◆ TO DO ◆
Please repeat every line below exactly, from the first to the last.

Items from a dataset
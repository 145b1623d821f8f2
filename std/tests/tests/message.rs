use bcpool_std::{
    create_pool::{CREATE_POOL_MAX_IXS, CREATE_POOL_MIN_IXS},
    tx::{compile_message, mint_signed_tx, wire_bytes, PACKET_DATA_SIZE},
    Keypair, PoolCreatorConfig, Transaction,
};
use bcpool_test_utils::{existing_vaults_strat, seed_strat};
use proptest::prelude::*;
use solana_hash::Hash;
use solana_pubkey::Pubkey;
use solana_signature::Signature;
use solana_signer::Signer;

use crate::common::{addrs_for_mint_seed, ixs_for_test, mint_pk, wallet_pk, MINT_SEED};

const BLOCKHASH: [u8; 32] = [0xbb; 32];

proptest! {
    #[test]
    fn create_pool_message_signers(
        mint_seed in seed_strat(),
        existing_vaults in existing_vaults_strat(),
    ) {
        let cfg = PoolCreatorConfig::DEFAULT;
        let addrs = addrs_for_mint_seed(&cfg, mint_seed);
        let payer = wallet_pk();
        let ixs = ixs_for_test(&cfg, &addrs, payer, existing_vaults);
        prop_assert!((CREATE_POOL_MIN_IXS..=CREATE_POOL_MAX_IXS).contains(&ixs.len()));

        let msg = compile_message(&ixs, &payer, BLOCKHASH);
        // payer + mint
        prop_assert_eq!(msg.header.num_required_signatures, 2);
        prop_assert_eq!(msg.account_keys[0], Pubkey::new_from_array(payer));
        prop_assert_eq!(msg.account_keys[1], Pubkey::new_from_array(mint_pk(mint_seed)));
        prop_assert_eq!(msg.recent_blockhash, Hash::new_from_array(BLOCKHASH));
        prop_assert_eq!(msg.instructions.len(), ixs.len());
    }
}

#[test]
fn largest_create_pool_tx_fits_in_packet() {
    let cfg = PoolCreatorConfig::DEFAULT;
    let addrs = addrs_for_mint_seed(&cfg, MINT_SEED);
    let payer = wallet_pk();
    let ixs = ixs_for_test(&cfg, &addrs, payer, [false; 3]);
    assert_eq!(ixs.len(), CREATE_POOL_MAX_IXS);

    let tx = Transaction::new_unsigned(compile_message(&ixs, &payer, BLOCKHASH));
    let wire = wire_bytes(&tx).unwrap();
    assert!(wire.len() <= PACKET_DATA_SIZE);
}

#[test]
fn mint_signature_verifies() {
    let cfg = PoolCreatorConfig::DEFAULT;
    let mint = Keypair::new_from_array(MINT_SEED);
    let addrs = addrs_for_mint_seed(&cfg, MINT_SEED);
    assert_eq!(addrs.meme_mint, mint.pubkey().to_bytes());

    let payer = wallet_pk();
    let ixs = ixs_for_test(&cfg, &addrs, payer, [true; 3]);
    let tx = mint_signed_tx(&ixs, &payer, &mint, BLOCKHASH).unwrap();

    assert_eq!(tx.signatures[0], Signature::default());
    assert_eq!(tx.verify_with_results(), [false, true]);
}

#[test]
fn wire_bytes_decode_to_same_tx() {
    let cfg = PoolCreatorConfig::DEFAULT;
    let mint = Keypair::new_from_array(MINT_SEED);
    let addrs = addrs_for_mint_seed(&cfg, MINT_SEED);
    let payer = wallet_pk();
    let ixs = ixs_for_test(&cfg, &addrs, payer, [false, true, false]);
    let tx = mint_signed_tx(&ixs, &payer, &mint, BLOCKHASH).unwrap();

    let decoded: Transaction = bincode::deserialize(&wire_bytes(&tx).unwrap()).unwrap();
    assert_eq!(decoded, tx);
}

◆ EXERCISE OUTPUT ◆
repository 145b1623d821f8f2
filename std/tests/tests/message.rs
use bcpool_std::{
    create_pool::{CREATE_POOL_MAX_IXS, CREATE_POOL_MIN_IXS},
    tx::{compile_message, mint_signed_tx, wire_bytes, PACKET_DATA_SIZE},
    Keypair, PoolCreatorConfig, Transaction,
};
use bcpool_test_utils::{existing_vaults_strat, seed_strat};
use proptest::prelude::*;
use solana_hash::Hash;
use solana_pubkey::Pubkey;
use solana_signature::Signature;
use solana_signer::Signer;

use crate::common::{addrs_for_mint_seed, ixs_for_test, mint_pk, wallet_pk, MINT_SEED};

const BLOCKHASH: [u8; 32] = [0xbb; 32];

proptest! {
    #[test]
    fn create_pool_message_signers(
        mint_seed in seed_strat(),
        existing_vaults in existing_vaults_strat(),
    ) {
        let cfg = PoolCreatorConfig::DEFAULT;
        let addrs = addrs_for_mint_seed(&cfg, mint_seed);
        let payer = wallet_pk();
        let ixs = ixs_for_test(&cfg, &addrs, payer, existing_vaults);
        prop_assert!((CREATE_POOL_MIN_IXS..=CREATE_POOL_MAX_IXS).contains(&ixs.len()));

        let msg = compile_message(&ixs, &payer, BLOCKHASH);
        // payer + mint
        prop_assert_eq!(msg.header.num_required_signatures, 2);
        prop_assert_eq!(msg.account_keys[0], Pubkey::new_from_array(payer));
        prop_assert_eq!(msg.account_keys[1], Pubkey::new_from_array(mint_pk(mint_seed)));
        prop_assert_eq!(msg.recent_blockhash, Hash::new_from_array(BLOCKHASH));
        prop_assert_eq!(msg.instructions.len(), ixs.len());
    }
}

#[test]
fn largest_create_pool_tx_fits_in_packet() {
    let cfg = PoolCreatorConfig::DEFAULT;
    let addrs = addrs_for_mint_seed(&cfg, MINT_SEED);
    let payer = wallet_pk();
    let ixs = ixs_for_test(&cfg, &addrs, payer, [false; 3]);
    assert_eq!(ixs.len(), CREATE_POOL_MAX_IXS);

    let tx = Transaction::new_unsigned(compile_message(&ixs, &payer, BLOCKHASH));
    let wire = wire_bytes(&tx).unwrap();
    assert!(wire.len() <= PACKET_DATA_SIZE);
}

#[test]
fn mint_signature_verifies() {
    let cfg = PoolCreatorConfig::DEFAULT;
    let mint = Keypair::new_from_array(MINT_SEED);
    let addrs = addrs_for_mint_seed(&cfg, MINT_SEED);
    assert_eq!(addrs.meme_mint, mint.pubkey().to_bytes());

    let payer = wallet_pk();
    let ixs = ixs_for_test(&cfg, &addrs, payer, [true; 3]);
    let tx = mint_signed_tx(&ixs, &payer, &mint, BLOCKHASH).unwrap();

    assert_eq!(tx.signatures[0], Signature::default());
    assert_eq!(tx.verify_with_results(), [false, true]);
}

#[test]
fn wire_bytes_decode_to_same_tx() {
    let cfg = PoolCreatorConfig::DEFAULT;
    let mint = Keypair::new_from_array(MINT_SEED);
    let addrs = addrs_for_mint_seed(&cfg, MINT_SEED);
    let payer = wallet_pk();
    let ixs = ixs_for_test(&cfg, &addrs, payer, [false, true, false]);
    let tx = mint_signed_tx(&ixs, &payer, &mint, BLOCKHASH).unwrap();

    let decoded: Transaction = bincode::deserialize(&wire_bytes(&tx).unwrap()).unwrap();
    assert_eq!(decoded, tx);
}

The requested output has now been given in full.